Bayesian Optimization
Overview
Bayesian Optimization (BO) is a sample-efficient global optimization strategy for expensive, black-box functions. It is commonly used for hyperparameter tuning when each evaluation (training + validation) is costly.
Quick facts
- Type: Model-based (sequential) optimization
- Typical use: expensive-to-evaluate objective with <~20 dimensions
- Complexity: O(n^3) for Gaussian process updates (for GP-based BO), scales with number of observations
- Guarantees: No strict global guarantee for practical implementations; strong empirical performance
Core ideas
- Maintain a probabilistic surrogate model (e.g., Gaussian Process) over the objective.

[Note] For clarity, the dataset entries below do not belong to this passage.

//! # Graph Service
//!
//! **INTERNAL USE ONLY**: This crate exists solely to provide a gRPC server definition
//! and descriptor set for integration testing `gsi_core` and the `gsi` CLI.
//! It is not intended for production use.

pub mod pb {
    include!(concat!(env!("OUT_DIR"), "/interactive.graph.v1.rs"));
}

pub use pb::graph_service_server::{GraphService, GraphServiceServer};
pub const FILE_DESCRIPTOR_SET: &[u8] = tonic::include_file_descriptor_set!("descriptors");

- Use an acquisition function (EI, UCB, PI, Thompson) to propose the next evaluation point.
- Update the surrogate with the new observation and repeat until budget exhausted.
Common parameters
surrogate: GP, random forest, or other regression modelacquisition: EI / UCB / PI / Thompson samplingn_initial_points: number of random initialization evaluations
Usage example (OptiFlowX)
from optiflowx.optimizers import BayesianOptimizer
from optiflowx.models.configs import RandomForestConfig
from sklearn.datasets import load_iris
X, y = load_iris(return_X_y=True)
cfg = RandomForestConfig()
opt = BayesianOptimizer(search_space=cfg.build_search_space(), metric='accuracy', model_class=cfg.get_wrapper().model_class, X=X, y=y)
best, score = opt.run(max_iters=30)
print('best score', score)
Further reading
For high-dimensional or noisy objectives consider surrogate alternatives (e.g., random forests) or batched BO variants for parallel evaluations.